# MAC Generation Algorithm

The specified MAC encryption function to be used with NECP is the HMAC with MD5 hashing. The specification for HMAC, authored by Krawczyk, Bellare and Canetti is found in RFC2104.[1] While HMAC describes the procedure for message authentication using a cryptographic hash function, it does not define the specific cryptographic hash function. NECP uses MD5 as its hashing algorithm because MD5 has been well researched, has benefited from successfully identified weaknesses in its predecessors (notably MD4), and has been rigorously tested and yet appears secure. It is readily available as a library function on many platforms and in many languages and results in a 16-byte hash.

One important question is whether the MD5 hashes, produced by different libraries for different languages on different platforms are consistent. Because the MAC values for NECP will be generated on one machine and then verified on another, this is an important concern. Because the hashing algorithm operates on a byte-level representation of the data to be hashed, the actual representation of the data can affect the resulting hash value. For these reasons, NECP resolves these ambiguities by invoking the following specifications:

- The data to be encoded must be in Unicode representation.[2] Alternatively, the resulting hash must be identical to a hash generated from the same data in Unicode representation.
- All encryption keys will be 16 byte keys. If the first byte of an encryption key is 0, then the first byte of resulting key array will be stored as zero. If the first byte of an encryption key is less than 16 decimal (f hex), but greater than zero, then the first hexadecimal digit stored in the key’s byte array will be zero.[3]
- All keys will be distributed as hexadecimal digits and all MACs will be represented as hexadecimal digits.

The algorithm to compute the HMAC value as specified in RFC2104 is as follows:

MD5(K XOR opad, MD5(K XOR ipad, text))

Where ipad is the byte 0x36 repeated B times and opad is the byte 0x5C repeated B times.
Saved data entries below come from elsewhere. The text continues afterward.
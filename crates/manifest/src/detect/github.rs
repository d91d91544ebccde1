//! Offline detection from a GitHub release asset URL.
//!
//! Release assets live at `https://github.com/{owner}/{repo}/releases/download/{tag}/{file}`,
//! which is enough to derive the publisher, package, support and release notes pages. Fields
//! that need the hosting API (license, descriptions, release notes text) are left absent.

use std::future::Future;

use url::Url;

use super::{BoxError, DetectedField, Probe};

const GITHUB_HOST: &str = "github.com";

/// A probe deriving URL fields from a GitHub release asset URL.
#[derive(Debug, Clone, PartialEq, Eq)]
pub struct GitHubReleaseProbe {
    owner: String,
    repo: String,
    tag: String,
}

impl GitHubReleaseProbe {
    /// Recognize a release asset URL, returning `None` for anything else.
    pub fn from_url(url: &Url) -> Option<Self> {
        if url.host_str()? != GITHUB_HOST {
            return None;
        }
        let segments: Vec<&str> = url.path_segments()?.filter(|s| !s.is_empty()).collect();
        match segments.as_slice() {
            [owner, repo, "releases", "download", tag, _file, ..] => Some(GitHubReleaseProbe {
                owner: (*owner).to_owned(),
                repo: (*repo).to_owned(),
                tag: (*tag).to_owned(),
            }),
            _ => None,
        }
    }

    fn derive(&self, field: DetectedField) -> Option<String> {
        let Self { owner, repo, tag } = self;
        let base = format!("https://{GITHUB_HOST}");
        match field {
            DetectedField::PublisherUrl => Some(format!("{base}/{owner}")),
            DetectedField::PackageUrl => Some(format!("{base}/{owner}/{repo}")),
            DetectedField::PublisherSupportUrl => Some(format!("{base}/{owner}/{repo}/issues")),
            DetectedField::ReleaseNotesUrl => {
                Some(format!("{base}/{owner}/{repo}/releases/tag/{tag}"))
            },
            _ => None,
        }
    }
}

impl Probe for GitHubReleaseProbe {
    fn probe(
        &self,
        field: DetectedField,
    ) -> impl Future<Output = Result<Option<String>, BoxError>> + Send {
        let value = self.derive(field);
        async move { Ok(value) }
    }
}

#[cfg(test)]
mod tests {
    use super::*;

    #[test]
    fn recognizes_release_assets() -> anyhow::Result<()> {
        let url = Url::parse(
            "https://github.com/JanDeDobbeleer/oh-my-posh/releases/download/v19.0.0/install-amd64.exe",
        )?;
        let probe = GitHubReleaseProbe::from_url(&url).ok_or(anyhow::anyhow!("not recognized"))?;
        assert_eq!(
            probe.derive(DetectedField::ReleaseNotesUrl).as_deref(),
            Some("https://github.com/JanDeDobbeleer/oh-my-posh/releases/tag/v19.0.0")
        );
        assert_eq!(
            probe.derive(DetectedField::PublisherUrl).as_deref(),
            Some("https://github.com/JanDeDobbeleer")
        );
        assert_eq!(probe.derive(DetectedField::License), None);
        Ok(())
    }

    #[test]
    fn rejects_other_urls() -> anyhow::Result<()> {
        for url in [
            "https://gitlab.com/owner/repo/releases/download/v1/file.exe",
            "https://github.com/owner/repo/archive/refs/tags/v1.zip",
            "https://github.com/owner/repo",
        ] {
            assert_eq!(GitHubReleaseProbe::from_url(&Url::parse(url)?), None);
        }
        Ok(())
    }
}
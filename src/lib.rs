//! Forge, a manifest authoring tool that reconciles session input, the previously published
//! manifest and values detected from the package's hosting platform.

#![warn(missing_docs)]

pub mod cli;
use std::sync::Mutex;
use std::sync::atomic::{AtomicUsize, Ordering};

use super::*;

/// Counts calls per field and answers from a fixed table.
#[derive(Default)]
struct CountingProbe {
    inner: StaticProbe,
    calls: Mutex<HashMap<DetectedField, usize>>,
}

impl CountingProbe {
    fn calls(&self, field: DetectedField) -> usize {
        self.calls
            .lock()
            .map(|c| c.get(&field).copied().unwrap_or(0))
            .unwrap_or(0)
    }
}

impl Probe for CountingProbe {
    fn probe(
        &self,
        field: DetectedField,
    ) -> impl Future<Output = Result<Option<String>, BoxError>> + Send {
        if let Ok(mut calls) = self.calls.lock() {
            *calls.entry(field).or_default() += 1;
        }
        self.inner.probe(field)
    }
}

struct FailingProbe;

impl Probe for FailingProbe {
    async fn probe(&self, _: DetectedField) -> Result<Option<String>, BoxError> {
        Err("platform unreachable".into())
    }
}

struct SlowProbe(AtomicUsize);

impl Probe for SlowProbe {
    async fn probe(&self, _: DetectedField) -> Result<Option<String>, BoxError> {
        self.0.fetch_add(1, Ordering::SeqCst);
        tokio::time::sleep(Duration::from_millis(500)).await;
        Ok(Some("MIT".into()))
    }
}

#[tokio::test]
async fn fields_resolve_independently_and_once() {
    let probe = CountingProbe {
        inner: StaticProbe::default()
            .with(DetectedField::License, "MIT")
            .with(DetectedField::PackageUrl, "https://example.com/pkg"),
        ..Default::default()
    };
    let detector = Detector::new(probe);

    assert_eq!(detector.license().await, Some("MIT"));
    assert!(detector.is_resolved(DetectedField::License));
    assert!(!detector.is_resolved(DetectedField::PackageUrl));

    let (a, b) = tokio::join!(detector.license(), detector.license());
    assert_eq!((a, b), (Some("MIT"), Some("MIT")));
    assert_eq!(detector.probe.calls(DetectedField::License), 1);
    assert_eq!(detector.probe.calls(DetectedField::PackageUrl), 0);

    let url = detector.package_url().await.map(Url::as_str);
    assert_eq!(url, Some("https://example.com/pkg"));
    assert_eq!(detector.probe.calls(DetectedField::PackageUrl), 1);
}

#[tokio::test]
async fn absent_outcome_is_cached() {
    let detector = Detector::new(CountingProbe::default());
    assert_eq!(detector.short_description().await, None);
    assert_eq!(detector.short_description().await, None);
    assert_eq!(detector.probe.calls(DetectedField::ShortDescription), 1);
}

#[tokio::test]
async fn failures_resolve_to_absent() {
    let detector = Detector::new(FailingProbe);
    assert_eq!(detector.license().await, None);
    assert_eq!(detector.release_notes_url().await, None);
}

#[tokio::test]
async fn malformed_and_blank_values_are_absent() {
    let probe = StaticProbe::default()
        .with(DetectedField::PublisherUrl, "not a url")
        .with(DetectedField::License, "   ")
        .with(DetectedField::ReleaseNotes, "  Fixed a crash.\n");
    let detector = Detector::new(probe);
    assert_eq!(detector.publisher_url().await, None);
    assert_eq!(detector.license().await, None);
    assert_eq!(detector.release_notes().await, Some("Fixed a crash."));
}

#[tokio::test]
async fn timeout_resolves_to_absent() {
    let detector =
        Detector::new(SlowProbe(AtomicUsize::new(0))).with_timeout(Duration::from_millis(10));
    assert_eq!(detector.license().await, None);
    assert_eq!(detector.license().await, None);
    assert_eq!(detector.probe.0.load(Ordering::SeqCst), 1);
}

#[tokio::test]
async fn composed_probes() {
    let primary = StaticProbe::default().with(DetectedField::License, "MIT");
    let fallback = StaticProbe::default()
        .with(DetectedField::License, "GPL-3.0")
        .with(DetectedField::ShortDescription, "A tool");
    let detector = Detector::new((Some(primary), fallback));
    assert_eq!(detector.license().await, Some("MIT"));
    assert_eq!(detector.short_description().await, Some("A tool"));

    let none: Option<StaticProbe> = None;
    let detector = Detector::new((none, (FailingProbe, StaticProbe::default())));
    assert_eq!(detector.license().await, None);
}

#[test]
fn static_probe_from_toml() -> anyhow::Result<()> {
    let probe = StaticProbe::from_toml(
        r#"
        license = "MIT"
        release_notes_url = "https://example.com/notes"
        "#,
    )?;
    assert_eq!(
        probe,
        StaticProbe::default()
            .with(DetectedField::License, "MIT")
            .with(DetectedField::ReleaseNotesUrl, "https://example.com/notes")
    );

    let err = StaticProbe::from_toml(r#"licence = "MIT""#);
    assert!(matches!(err, Err(StaticProbeError::UnknownField(f)) if f == "licence"));
    Ok(())
}
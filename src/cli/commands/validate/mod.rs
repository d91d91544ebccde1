//! This module defines the `validate` subcommand.

use std::path::PathBuf;

use anyhow::Result;
use clap::Parser;
use manifest::FieldCategory;

/// The `validate` subcommand.
#[derive(Parser, Debug)]
#[command(arg_required_else_help = true)]
pub struct Args {
    /// The field the value is destined for, e.g. `publisher` or `silent-switch`.
    category: FieldCategory,
    /// The candidate value.
    value: String,
    /// Accept a blank value.
    #[arg(long)]
    allow_blank: bool,
    /// A JSON schema whose length boundaries override the built-in ones.
    #[arg(long, value_name = "FILE")]
    schema: Vec<PathBuf>,
}

/// The main entry point for the `validate` subcommand.
pub(super) fn run(args: Args) -> Result<()> {
    let boundaries = super::load_boundaries(&args.schema)?;
    let accepted = boundaries.validate(&args.value, args.category, args.allow_blank)?;
    tracing::debug!(category = %args.category, bound = ?boundaries.get(args.category), "accepted");
    println!("{accepted}");
    Ok(())
}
- append zeros to the end of K to create a B byte string (e.g., if K is of length 20) bytes and B=64, then K will be appended with 44 zero bytes 0x00)
- XOR (bitwise exclusive-OR) the B byte string computed in step (1) with ipad
- append the stream of data 'text' to the B byte string resulting from step (2)
- apply H to the stream generated in step (3)
- XOR (bitwise exclusive-OR) the B byte string computed in step (1) with opad
- append the H result from step (4) to the B byte string resulting from step (5)
- apply H to the stream generated in step (6) and output the result

[3] This step removes the ambiguity of what to do if the key is something like “0x00d7….” Some algorithms will truncate any leading zeros from a number regardless of its radix base, thereby rendering the number as a 15 byte key instead of 16 bytes. This step prevents such truncation.